Not everyone reaches full remission, of course. Some people experience significant improvement without completely eliminating symptoms. Others find that certain triggers remain sensitive even after successful treatment. But the trajectory is clearly toward recovery, not permanence.
What Happens Without Treatment
Many people recover from traumatic events without formal intervention. The majority of people exposed to a traumatic event never develop PTSD in the first place. Among those who do develop symptoms, a significant portion will see them fade naturally within the first few months.
For some, though, symptoms persist for years or decades. A 15-year longitudinal study tracking people after serious injuries found that a subset still experienced clinically significant PTSD symptoms 12 to 15 years later. Interestingly, in that particular study, a brief self-guided online intervention offered early on didn’t produce significantly different outcomes at the 15-year mark compared to no intervention, suggesting that timing, intensity, and type of support all matter. A quick, light-touch approach in the early days may not be enough for people on a chronic trajectory.
The takeaway isn’t that treatment doesn’t work. It’s that the type and depth of treatment matters, and that untreated trauma can persist far longer than people assume.
Trauma Can Pass to the Next Generation
One of the more sobering findings in trauma research is that its effects don’t always stop with the person who experienced the event. Parents who carry unresolved trauma can pass its effects to their children through several pathways: parenting patterns shaped by hypervigilance or emotional withdrawal, stress during pregnancy that affects fetal development, and even epigenetic changes that may be inherited biologically.

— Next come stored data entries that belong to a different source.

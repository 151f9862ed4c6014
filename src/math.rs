//! Colour math: BT.709 luminance and proportional shading.
//! Channels are plain f64/u8 here; argument coercion happens in `coerce`.

use crate::constants::{CHANNEL_MAX, LUMA_BLUE, LUMA_GREEN, LUMA_RED, SHADE_MIN_DIGITS};

/// Weighted BT.709 sum. Unclamped, unrounded.
///
/// Evaluated left to right so `(255, 255, 255)` yields exactly
/// `254.99999999999997`.
pub(crate) fn luminance(r: f64, g: f64, b: f64) -> f64 {
    LUMA_RED * r + LUMA_GREEN * g + LUMA_BLUE * b
}

/// Scale one channel by `1 + fraction`, clamp to `0..=255` and round.
///
/// A NaN fraction counts as 0. `0 * inf` lands on 0 rather than NaN.
pub(crate) fn shade_channel(c: u8, fraction: f64) -> u8 {
    let fraction = if fraction.is_nan() { 0.0 } else { fraction };
    let c = f64::from(c);
    // f64::max drops a NaN operand
    (c + c * fraction)
        .max(0.0)
        .min(f64::from(CHANNEL_MAX))
        .round() as u8
}

/// Reduce shade input to six hex digits.
///
/// Every non-hex character is dropped first. Fewer than six survivors are
/// read as shorthand from the first three; more than six keep the first six.
/// Returns the surviving digit count when fewer than three remain.
pub(crate) fn normalize_shade_hex(hex: &str) -> Result<[u8; 6], usize> {
    let digits: Vec<u8> = hex.bytes().filter(u8::is_ascii_hexdigit).collect();
    match digits.len() {
        n if n < SHADE_MIN_DIGITS => Err(n),
        n if n < 6 => Ok([
            digits[0], digits[0], digits[1], digits[1], digits[2], digits[2],
        ]),
        _ => {
            let mut out = [0u8; 6];
            out.copy_from_slice(&digits[..6]);
            Ok(out)
        }
    }
}

/// Decode a pair of ASCII hex digits.
pub(crate) fn hex_pair(hi: u8, lo: u8) -> u8 {
    (hex_digit(hi) << 4) | hex_digit(lo)
}

/// Value of one ASCII hex digit. Callers pass only validated digits.
pub(crate) fn hex_digit(d: u8) -> u8 {
    match d {
        b'0'..=b'9' => d - b'0',
        b'a'..=b'f' => d - b'a' + 10,
        b'A'..=b'F' => d - b'A' + 10,
        _ => 0,
    }
}

#[cfg(test)]
mod tests {
    use super::*;

    #[test]
    fn luminance_matches_double_precision_sum() {
        assert_eq!(luminance(255.0, 255.0, 255.0), 254.99999999999997);
        assert_eq!(luminance(0.0, 0.0, 0.0), 0.0);
        assert_eq!(luminance(300.0, 0.0, 0.0), 0.2126 * 300.0);
    }

    #[test]
    fn shade_channel_scales_and_rounds() {
        assert_eq!(shade_channel(0x33, 0.4), 0x47);
        assert_eq!(shade_channel(0x99, 0.4), 0xd6);
        assert_eq!(shade_channel(0x33, 0.0), 0x33);
        assert_eq!(shade_channel(0x33, -0.5), 26);
    }

    #[test]
    fn shade_channel_clamps() {
        assert_eq!(shade_channel(0x33, 20.0), 255);
        assert_eq!(shade_channel(0x33, -20.0), 0);
        assert_eq!(shade_channel(0x33, f64::INFINITY), 255);
        assert_eq!(shade_channel(0, f64::INFINITY), 0);
        assert_eq!(shade_channel(0x33, f64::NAN), 0x33);
    }

    #[test]
    fn normalize_strips_and_expands() {
        assert_eq!(normalize_shade_hex("#333").unwrap(), *b"333333");
        assert_eq!(normalize_shade_hex("#AbC").unwrap(), *b"AAbbCC");
        assert_eq!(normalize_shade_hex("#d9-0a-1a").unwrap(), *b"d90a1a");
        assert_eq!(normalize_shade_hex("12345").unwrap(), *b"112233");
        assert_eq!(normalize_shade_hex("1234567").unwrap(), *b"123456");
        // 'x' is dropped, leaving "ff1"
        assert_eq!(normalize_shade_hex("xff1").unwrap(), *b"ffff11");
    }

    #[test]
    fn normalize_reports_short_input() {
        assert_eq!(normalize_shade_hex(""), Err(0));
        assert_eq!(normalize_shade_hex("#zz"), Err(0));
        assert_eq!(normalize_shade_hex("#f0"), Err(2));
    }

    #[test]
    fn hex_pair_is_case_insensitive() {
        assert_eq!(hex_pair(b'd', b'9'), 0xd9);
        assert_eq!(hex_pair(b'D', b'9'), 0xd9);
        assert_eq!(hex_pair(b'0', b'a'), 0x0a);
    }
}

But intergenerational transmission is not inevitable. Research published in the International Journal of Environmental Research and Public Health identifies clear intervention points. When parents are supported in making sense of their own trauma and bringing it into conscious awareness, the cycle of transmission can be interrupted. Helping parents build new relational patterns with their children, challenge core beliefs rooted in the trauma, and create safe family narratives about what happened all reduce the likelihood of passing those effects forward. For Indigenous communities specifically, reconnecting with traditional healing practices and cultural identity has been identified as a critical pathway to breaking cycles of collective trauma.

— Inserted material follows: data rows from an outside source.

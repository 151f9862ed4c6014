//! Error types for colourkit.

use thiserror::Error;

/// Errors produced when text cannot be turned into a colour.
#[derive(Error, Debug, Clone, PartialEq, Eq)]
pub enum ColorError {
    /// Text is not a 3- or 6-digit hex colour
    #[error("invalid hex colour: {0:?}")]
    InvalidHex(String),

    /// Shade input kept fewer than three hex digits after stripping
    #[error("shade input {input:?} has {digits} hex digit(s), need at least 3")]
    ShadeInputTooShort { input: String, digits: usize },
}

/// Result alias for colourkit operations
pub type Result<T> = std::result::Result<T, ColorError>;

Even epigenetic changes can shift across generations. Interventions that reduce environmental stressors and provide therapeutic support, including during pregnancy, can produce positive epigenetic changes that benefit both the individual and their descendants.
Growth After Trauma
Recovery from trauma doesn’t just mean returning to baseline. Some people report that the process of working through a traumatic experience leads to genuine psychological growth: deeper relationships, a stronger sense of personal strength, new priorities, or a richer appreciation for life. Researchers call this post-traumatic growth, and while it’s not universal, it’s well-documented.
Prevalence varies widely depending on the population and circumstances. Studies have found rates ranging from 10% to 77% depending on the group studied and how growth is measured. A meta-analysis of over 22,000 nurses during the COVID-19 pandemic found a 15% prevalence of post-traumatic growth. The wide range reflects an important truth: growth after trauma isn’t guaranteed, and it doesn’t negate the suffering. But it’s a real phenomenon, and for many people, the version of themselves that emerges from recovery is not diminished but genuinely changed in ways they value.
Post-traumatic growth doesn’t require you to be grateful for what happened. It simply means that the hard work of processing trauma can, in some cases, open doors that weren’t visible before.